▶ [PROBLEM]: Look below for the lines from the one with "filename src/boundary.rs" to the one with "PartialEq, Eq, Serialize, Deserialize)]", and copy exactly those lines, both ends included.

Dataset entries:
----------

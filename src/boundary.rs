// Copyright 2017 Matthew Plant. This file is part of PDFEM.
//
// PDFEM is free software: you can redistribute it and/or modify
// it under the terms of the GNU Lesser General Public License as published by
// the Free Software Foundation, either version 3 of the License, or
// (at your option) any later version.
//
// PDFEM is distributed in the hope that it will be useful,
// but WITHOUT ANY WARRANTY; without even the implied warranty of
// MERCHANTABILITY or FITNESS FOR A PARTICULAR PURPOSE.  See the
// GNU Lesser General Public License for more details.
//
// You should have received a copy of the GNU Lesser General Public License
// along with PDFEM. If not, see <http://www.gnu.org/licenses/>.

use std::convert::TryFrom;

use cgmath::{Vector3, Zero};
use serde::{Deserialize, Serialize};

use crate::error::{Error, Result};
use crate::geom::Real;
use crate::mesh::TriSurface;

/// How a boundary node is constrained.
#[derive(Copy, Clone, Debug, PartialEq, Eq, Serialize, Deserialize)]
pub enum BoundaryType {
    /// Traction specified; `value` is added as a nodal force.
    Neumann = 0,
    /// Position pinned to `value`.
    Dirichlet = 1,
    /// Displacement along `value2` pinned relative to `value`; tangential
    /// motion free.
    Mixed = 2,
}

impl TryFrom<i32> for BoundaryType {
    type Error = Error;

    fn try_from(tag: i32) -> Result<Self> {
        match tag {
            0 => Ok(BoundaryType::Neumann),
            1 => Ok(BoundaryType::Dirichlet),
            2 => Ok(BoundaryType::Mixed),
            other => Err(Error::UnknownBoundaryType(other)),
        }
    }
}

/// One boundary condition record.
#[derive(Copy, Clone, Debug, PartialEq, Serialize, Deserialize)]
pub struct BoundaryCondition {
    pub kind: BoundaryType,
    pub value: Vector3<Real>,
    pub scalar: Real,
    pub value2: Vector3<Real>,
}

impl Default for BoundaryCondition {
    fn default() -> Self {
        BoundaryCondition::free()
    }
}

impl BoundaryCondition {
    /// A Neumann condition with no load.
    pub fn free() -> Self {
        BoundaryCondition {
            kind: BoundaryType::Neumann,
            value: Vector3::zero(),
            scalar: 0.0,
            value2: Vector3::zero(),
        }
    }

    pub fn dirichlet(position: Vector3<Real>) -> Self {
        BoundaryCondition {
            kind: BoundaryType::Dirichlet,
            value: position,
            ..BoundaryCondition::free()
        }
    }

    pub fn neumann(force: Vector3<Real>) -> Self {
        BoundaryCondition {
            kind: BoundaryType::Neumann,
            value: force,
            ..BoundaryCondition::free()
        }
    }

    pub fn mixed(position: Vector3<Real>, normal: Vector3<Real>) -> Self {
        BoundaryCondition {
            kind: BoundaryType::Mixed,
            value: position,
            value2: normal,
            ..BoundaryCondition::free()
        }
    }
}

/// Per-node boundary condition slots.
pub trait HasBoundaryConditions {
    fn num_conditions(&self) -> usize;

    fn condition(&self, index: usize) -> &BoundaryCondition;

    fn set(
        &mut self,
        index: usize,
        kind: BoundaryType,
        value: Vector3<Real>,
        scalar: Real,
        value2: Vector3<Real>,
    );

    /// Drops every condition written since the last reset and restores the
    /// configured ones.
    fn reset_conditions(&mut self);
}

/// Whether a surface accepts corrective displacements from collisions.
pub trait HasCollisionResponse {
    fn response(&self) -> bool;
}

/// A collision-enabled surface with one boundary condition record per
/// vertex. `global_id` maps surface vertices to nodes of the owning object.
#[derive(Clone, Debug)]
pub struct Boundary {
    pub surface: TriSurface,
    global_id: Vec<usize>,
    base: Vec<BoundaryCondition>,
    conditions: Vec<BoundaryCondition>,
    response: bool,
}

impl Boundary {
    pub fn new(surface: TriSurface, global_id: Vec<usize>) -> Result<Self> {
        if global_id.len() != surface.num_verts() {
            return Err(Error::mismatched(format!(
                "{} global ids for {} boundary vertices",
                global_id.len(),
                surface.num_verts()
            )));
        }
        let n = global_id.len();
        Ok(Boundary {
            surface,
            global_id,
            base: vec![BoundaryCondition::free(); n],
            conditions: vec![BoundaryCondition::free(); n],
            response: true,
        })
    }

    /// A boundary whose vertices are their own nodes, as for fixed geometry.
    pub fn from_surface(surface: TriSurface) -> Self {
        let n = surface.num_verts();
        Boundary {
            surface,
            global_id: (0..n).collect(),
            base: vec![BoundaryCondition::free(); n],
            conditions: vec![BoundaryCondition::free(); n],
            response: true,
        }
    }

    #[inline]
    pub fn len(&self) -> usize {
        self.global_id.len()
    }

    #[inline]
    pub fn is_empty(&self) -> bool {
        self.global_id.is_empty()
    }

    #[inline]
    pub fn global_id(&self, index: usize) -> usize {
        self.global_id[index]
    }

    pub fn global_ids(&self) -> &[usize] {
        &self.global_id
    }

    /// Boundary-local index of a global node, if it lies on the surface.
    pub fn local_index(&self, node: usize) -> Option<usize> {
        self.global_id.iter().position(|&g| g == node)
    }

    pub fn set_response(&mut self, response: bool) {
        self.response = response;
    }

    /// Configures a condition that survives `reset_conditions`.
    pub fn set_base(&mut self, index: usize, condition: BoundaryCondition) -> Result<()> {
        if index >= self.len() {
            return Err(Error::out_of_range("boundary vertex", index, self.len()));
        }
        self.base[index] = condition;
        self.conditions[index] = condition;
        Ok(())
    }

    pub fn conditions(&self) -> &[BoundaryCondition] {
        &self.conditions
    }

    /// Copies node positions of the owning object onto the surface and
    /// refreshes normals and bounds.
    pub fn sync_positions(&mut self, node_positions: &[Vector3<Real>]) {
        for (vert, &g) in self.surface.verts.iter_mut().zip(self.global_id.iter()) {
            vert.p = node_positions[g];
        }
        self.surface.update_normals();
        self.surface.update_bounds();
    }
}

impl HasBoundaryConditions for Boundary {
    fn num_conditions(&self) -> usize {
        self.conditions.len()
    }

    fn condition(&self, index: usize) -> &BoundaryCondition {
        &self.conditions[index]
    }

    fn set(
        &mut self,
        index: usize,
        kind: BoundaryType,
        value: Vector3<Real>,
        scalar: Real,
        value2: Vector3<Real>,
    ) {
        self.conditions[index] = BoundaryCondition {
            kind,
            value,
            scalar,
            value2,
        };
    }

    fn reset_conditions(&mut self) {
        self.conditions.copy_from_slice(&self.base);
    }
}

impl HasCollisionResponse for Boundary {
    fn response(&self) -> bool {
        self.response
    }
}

----------

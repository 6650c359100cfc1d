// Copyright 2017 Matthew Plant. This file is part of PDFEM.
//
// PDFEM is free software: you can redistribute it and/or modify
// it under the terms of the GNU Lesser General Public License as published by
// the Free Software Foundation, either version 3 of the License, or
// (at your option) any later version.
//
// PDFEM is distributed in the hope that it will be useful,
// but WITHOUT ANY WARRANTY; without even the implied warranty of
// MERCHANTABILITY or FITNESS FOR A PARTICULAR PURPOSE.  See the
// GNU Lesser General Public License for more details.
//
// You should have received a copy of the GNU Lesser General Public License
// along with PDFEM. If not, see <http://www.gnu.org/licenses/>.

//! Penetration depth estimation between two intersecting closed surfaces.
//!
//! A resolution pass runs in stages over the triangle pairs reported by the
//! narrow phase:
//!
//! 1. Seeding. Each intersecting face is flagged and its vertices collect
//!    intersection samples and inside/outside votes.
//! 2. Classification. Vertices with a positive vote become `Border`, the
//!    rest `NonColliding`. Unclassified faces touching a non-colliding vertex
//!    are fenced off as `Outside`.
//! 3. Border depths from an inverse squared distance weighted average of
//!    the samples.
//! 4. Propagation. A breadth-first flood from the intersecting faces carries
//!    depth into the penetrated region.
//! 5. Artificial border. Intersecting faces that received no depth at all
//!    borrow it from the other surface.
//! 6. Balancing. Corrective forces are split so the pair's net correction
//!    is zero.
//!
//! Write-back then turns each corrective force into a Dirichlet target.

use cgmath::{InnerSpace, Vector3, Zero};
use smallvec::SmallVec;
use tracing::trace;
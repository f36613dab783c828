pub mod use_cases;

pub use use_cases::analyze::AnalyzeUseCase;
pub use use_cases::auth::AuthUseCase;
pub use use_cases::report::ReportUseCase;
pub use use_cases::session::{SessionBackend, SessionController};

----------

▶ [SOLUTION TO THIS PROBLEM]:
filename src/boundary.rs
// Copyright 2017 Matthew Plant. This file is part of PDFEM.
//
// PDFEM is free software: you can redistribute it and/or modify
// it under the terms of the GNU Lesser General Public License as published by
// the Free Software Foundation, either version 3 of the License, or
// (at your option) any later version.
//
// PDFEM is distributed in the hope that it will be useful,
// but WITHOUT ANY WARRANTY; without even the implied warranty of
// MERCHANTABILITY or FITNESS FOR A PARTICULAR PURPOSE.  See the
// GNU Lesser General Public License for more details.
//
// You should have received a copy of the GNU Lesser General Public License
// along with PDFEM. If not, see <http://www.gnu.org/licenses/>.

use std::convert::TryFrom;

use cgmath::{Vector3, Zero};
use serde::{Deserialize, Serialize};

use crate::error::{Error, Result};
use crate::geom::Real;
use crate::mesh::TriSurface;

/// How a boundary node is constrained.
#[derive(Copy, Clone, Debug, PartialEq, Eq, Serialize, Deserialize)]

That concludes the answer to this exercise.